All 85 cases of ovarian carcinoma were divided into two groups according to expression level of MAD2, as described above. MAD2-L was observed in 40 cases (47.1%) and MAD2-H was observed in 45 cases (52.9%) (details are shown in Table 1). Age, stage, and histologic type by pathogenesis did not show significant correlation with MAD2 expression level. However, when restricting cases within serous tumors, significant association was observed between grade of serous carcinoma and expression level of MAD2. Low-grade serous carcinomas showed significant lower levels of MAD2 expression, while high-grade serous carcinomas showed significant higher levels of MAD2 expression (p=.035).
p53 showed positive staining in 42 cases (49.4%) and negative staining in 43 cases (50.6%). It revealed no association with age but significant association with stage (p=.039) and histologic type by pathogenesis (p=.003) (Table 2). Advanced stage and pathogenic type II tumors showed more p53-positive immunostaining. In comparing low- and high-grade serous carcinomas, significant differences in p53 immunostaining (p=.013) were also observed, as in the case of MAD2 expression.
However, a Pearson's chi-square test showed no significant association between MAD2 expression and p53 expression (p=.1).

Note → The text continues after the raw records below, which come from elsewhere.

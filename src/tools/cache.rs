//! Peripheral tool-response cache.
//!
//! Read-only lookups (places, property listings) are cheap to reuse within a
//! call, so their payloads are kept in an in-memory TTL cache keyed by a
//! hash of the tool name plus its canonical argument serialization. Write
//! style dispatches are never cached.

use std::time::Duration;

use moka::future::Cache;
use serde_json::Value;
use xxhash_rust::xxh3::xxh3_64;

/// Default entry lifetime when the configuration does not set one.
pub const DEFAULT_TTL: Duration = Duration::from_secs(1800);

/// TTL cache over tool result payloads. Constructed disabled when no TTL is
/// configured, in which case every lookup misses.
pub struct ToolCache {
    inner: Option<Cache<u64, Value>>,
}

impl ToolCache {
    /// Build a cache with the given entry TTL.
    pub fn new(ttl: Duration) -> Self {
        Self {
            inner: Some(
                Cache::builder()
                    .max_capacity(4096)
                    .time_to_live(ttl)
                    .build(),
            ),
        }
    }

    /// A cache that never stores anything.
    pub fn disabled() -> Self {
        Self { inner: None }
    }

    /// Build from an optional TTL-in-seconds setting; `None` disables caching.
    pub fn from_ttl_seconds(ttl_seconds: Option<u64>) -> Self {
        match ttl_seconds {
            Some(secs) if secs > 0 => Self::new(Duration::from_secs(secs)),
            _ => Self::disabled(),
        }
    }

    /// Stable key for one (tool, arguments) pair. Arguments are hashed from
    /// their canonical serialization, so key order differences in the raw
    /// argument string do not fragment the cache.
    fn key(tool: &str, arguments: &Value) -> u64 {
        xxh3_64(format!("{tool}:{arguments}").as_bytes())
    }

    pub async fn get(&self, tool: &str, arguments: &Value) -> Option<Value> {
        let cache = self.inner.as_ref()?;
        cache.get(&Self::key(tool, arguments)).await
    }

    pub async fn insert(&self, tool: &str, arguments: &Value, payload: Value) {
        if let Some(cache) = &self.inner {
            cache.insert(Self::key(tool, arguments), payload).await;
        }
    }
}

Among the 85 cases, 11 relapsed within the follow-up period, including 8 cases of serous carcinoma, 2 cases of endometrioid carcinoma, and 1 case of clear cell carcinoma. All relapsed serous carcinomas were high-grade, with 5 cases classified as pathologic stage III and 3 cases as pathologic stage IV. Two of 8 relapsed high-grade serous carcinoma patients underwent suboptimal debulking surgery. When comparing 19 cases of non-relapsed high-grade serous carcinoma (excluding the censored case) with 8 cases of relapsed high-grade serous carcinoma, MAD2 expression levels were as follows: the mean, median, and range of the non-relapsed group were 2.11, 2, and 0-4, respectively, whereas those of the relapsed group were 1.63, 1, and 0-4. Analyzed by Fisher's exact test, the relapsed group showed significant association with the MAD2-L group (p=.033).
Prognostic implications
All collected clinicopathological parameters were analyzed for prognostic implications. PFS of all of the 85 patients was estimated. Uni- and multivariate analysis were performed to evaluate the associations between PFS and other parameters, including age (≥60 years vs <60 years), stage (III, IV vs I, II), type of pathogenesis of ovarian tumors (type II vs type I), MAD2 expression (MAD2-L vs MAD2-H), and p53 expression (positive vs negative) (Table 3). In univariate analysis, age older than 60 (p=.007), advanced stage (stage III, IV) (p=.025), and type II tumor of ovarian tumor pathogenesis (p=.037) showed a significant association with short PFS. However, in multivariate analysis, only age (p=.02) showed a significant prognostic implication.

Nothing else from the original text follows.